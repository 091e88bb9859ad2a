//! Map projection and coordinate transformation.
//!
//! Handles converting between geographic coordinates (lon/lat) and
//! screen coordinates for rendering on the canvas.

use crate::error::ConfigError;
use eframe::egui::Pos2;
use geo_types::Coord;
use serde::{Deserialize, Serialize};

/// Rectangular geographic extent mapped onto the full viewport.
#[derive(Debug, Clone, Copy, PartialEq, Serialize, Deserialize)]
#[serde(rename_all = "camelCase")]
pub struct GeoBoundingBox {
    pub min_lng: f64,
    pub min_lat: f64,
    pub max_lng: f64,
    pub max_lat: f64,
}

impl Default for GeoBoundingBox {
    fn default() -> Self {
        // Downtown Detroit
        Self {
            min_lng: -83.057379,
            min_lat: 42.329023,
            max_lng: -83.038781,
            max_lat: 42.336422,
        }
    }
}

impl GeoBoundingBox {
    /// Creates a bounding box, rejecting zero or negative extents.
    pub fn new(min_lng: f64, min_lat: f64, max_lng: f64, max_lat: f64) -> Result<Self, ConfigError> {
        let bounds = Self {
            min_lng,
            min_lat,
            max_lng,
            max_lat,
        };
        bounds.validate()?;
        Ok(bounds)
    }

    /// Checks `min < max` on both axes. NaN edges fail the check.
    pub fn validate(&self) -> Result<(), ConfigError> {
        if self.min_lng < self.max_lng && self.min_lat < self.max_lat {
            Ok(())
        } else {
            Err(ConfigError::DegenerateBounds {
                min_lng: self.min_lng,
                min_lat: self.min_lat,
                max_lng: self.max_lng,
                max_lat: self.max_lat,
            })
        }
    }

    pub fn width(&self) -> f64 {
        self.max_lng - self.min_lng
    }

    pub fn height(&self) -> f64 {
        self.max_lat - self.min_lat
    }

    /// Returns true if the coordinate lies inside or on the edge of the box.
    pub fn contains(&self, coord: Coord<f64>) -> bool {
        coord.x >= self.min_lng
            && coord.x <= self.max_lng
            && coord.y >= self.min_lat
            && coord.y <= self.max_lat
    }

    /// Returns true if the segment `a`-`b` touches the box.
    ///
    /// Liang-Barsky parametric clipping: the segment intersects when the
    /// entering parameter never exceeds the leaving one.
    pub fn intersects_segment(&self, a: Coord<f64>, b: Coord<f64>) -> bool {
        if self.contains(a) || self.contains(b) {
            return true;
        }

        let dx = b.x - a.x;
        let dy = b.y - a.y;
        let mut t_enter = 0.0_f64;
        let mut t_leave = 1.0_f64;

        let edges = [
            (-dx, a.x - self.min_lng),
            (dx, self.max_lng - a.x),
            (-dy, a.y - self.min_lat),
            (dy, self.max_lat - a.y),
        ];

        for (p, q) in edges {
            if p == 0.0 {
                if q < 0.0 {
                    return false;
                }
                continue;
            }
            let t = q / p;
            if p < 0.0 {
                t_enter = t_enter.max(t);
            } else {
                t_leave = t_leave.min(t);
            }
            if t_enter > t_leave {
                return false;
            }
        }

        true
    }
}

/// Drawing surface size in logical pixels.
#[derive(Debug, Clone, Copy, PartialEq, Default)]
pub struct Viewport {
    pub width: f32,
    pub height: f32,
}

impl Viewport {
    pub fn new(width: f32, height: f32) -> Self {
        Self { width, height }
    }
}

/// Projects (lon, lat) into the viewport.
///
/// Longitude maps linearly onto x. Latitude maps onto y with the axis
/// flipped, since screen rows grow downward.
pub fn project(lon: f64, lat: f64, bounds: &GeoBoundingBox, viewport: Viewport) -> Pos2 {
    let x = (lon - bounds.min_lng) / bounds.width() * viewport.width as f64;
    let y = (1.0 - (lat - bounds.min_lat) / bounds.height()) * viewport.height as f64;
    Pos2::new(x as f32, y as f32)
}

/// Map projection for converting geographic to screen coordinates.
#[derive(Debug, Clone, Copy, PartialEq)]
pub struct MapProjection {
    /// Geographic extent shown on screen
    pub bounds: GeoBoundingBox,
    /// Current surface size
    pub viewport: Viewport,
}

impl MapProjection {
    pub fn new(bounds: GeoBoundingBox, viewport: Viewport) -> Self {
        Self { bounds, viewport }
    }

    /// Converts geographic coordinates (x = lon, y = lat) to screen position.
    pub fn geo_to_screen(&self, coord: Coord<f64>) -> Pos2 {
        project(coord.x, coord.y, &self.bounds, self.viewport)
    }

    /// Converts screen position back to geographic coordinates (lon, lat).
    ///
    /// Used for the cursor readout; precision is limited by `f32` screen space.
    pub fn screen_to_geo(&self, pos: Pos2) -> Coord<f64> {
        let norm_x = pos.x as f64 / self.viewport.width as f64;
        let norm_y = pos.y as f64 / self.viewport.height as f64;

        Coord {
            x: self.bounds.min_lng + norm_x * self.bounds.width(),
            y: self.bounds.min_lat + (1.0 - norm_y) * self.bounds.height(),
        }
    }
}

#[cfg(test)]
mod tests {
    use super::*;

    fn unit_bounds() -> GeoBoundingBox {
        GeoBoundingBox::new(0.0, 0.0, 10.0, 10.0).unwrap()
    }

    fn assert_pos(actual: Pos2, x: f32, y: f32) {
        assert!(
            (actual.x - x).abs() < 1e-4 && (actual.y - y).abs() < 1e-4,
            "expected ({x}, {y}), got {actual:?}"
        );
    }

    #[test]
    fn test_projection_corners_and_center() {
        let bounds = unit_bounds();
        let viewport = Viewport::new(100.0, 100.0);

        assert_pos(project(0.0, 0.0, &bounds, viewport), 0.0, 100.0);
        assert_pos(project(10.0, 10.0, &bounds, viewport), 100.0, 0.0);
        assert_pos(project(5.0, 5.0, &bounds, viewport), 50.0, 50.0);
    }

    #[test]
    fn test_projection_non_square_viewport() {
        let projection = MapProjection::new(unit_bounds(), Viewport::new(200.0, 50.0));

        assert_pos(projection.geo_to_screen(Coord { x: 2.5, y: 7.5 }), 50.0, 12.5);
    }

    #[test]
    fn test_default_bounds_span_viewport() {
        let bounds = GeoBoundingBox::default();
        let viewport = Viewport::new(1920.0, 1080.0);

        let top_left = project(bounds.min_lng, bounds.max_lat, &bounds, viewport);
        let bottom_right = project(bounds.max_lng, bounds.min_lat, &bounds, viewport);

        assert_pos(top_left, 0.0, 0.0);
        assert!((bottom_right.x - 1920.0).abs() < 0.01);
        assert!((bottom_right.y - 1080.0).abs() < 0.01);
    }

    #[test]
    fn test_screen_to_geo_inverts_projection() {
        let projection = MapProjection::new(unit_bounds(), Viewport::new(100.0, 100.0));
        let coord = projection.screen_to_geo(Pos2::new(25.0, 75.0));

        assert!((coord.x - 2.5).abs() < 1e-6);
        assert!((coord.y - 2.5).abs() < 1e-6);
    }

    #[test]
    fn test_degenerate_bounds_rejected() {
        assert!(GeoBoundingBox::new(1.0, 0.0, 1.0, 10.0).is_err());
        assert!(GeoBoundingBox::new(0.0, 5.0, 10.0, 4.0).is_err());
        assert!(GeoBoundingBox::new(f64::NAN, 0.0, 10.0, 10.0).is_err());
    }

    #[test]
    fn test_segment_intersection() {
        let bounds = unit_bounds();

        // Crosses the box with both endpoints outside
        assert!(bounds.intersects_segment(Coord { x: -5.0, y: 5.0 }, Coord { x: 15.0, y: 5.0 }));
        // One endpoint inside
        assert!(bounds.intersects_segment(Coord { x: 5.0, y: 5.0 }, Coord { x: 50.0, y: 50.0 }));
        // Passes beside the box
        assert!(!bounds.intersects_segment(Coord { x: -5.0, y: 11.0 }, Coord { x: 15.0, y: 11.0 }));
        // Diagonal that misses the corner
        assert!(!bounds.intersects_segment(Coord { x: 9.0, y: 12.0 }, Coord { x: 12.0, y: 9.0 }));
    }
}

» **Goal of the exercise**
Lines, not occurrences, are what count: report how many lines of the records above include the word "struct", and nothing else.

» **Solution to the problem**
3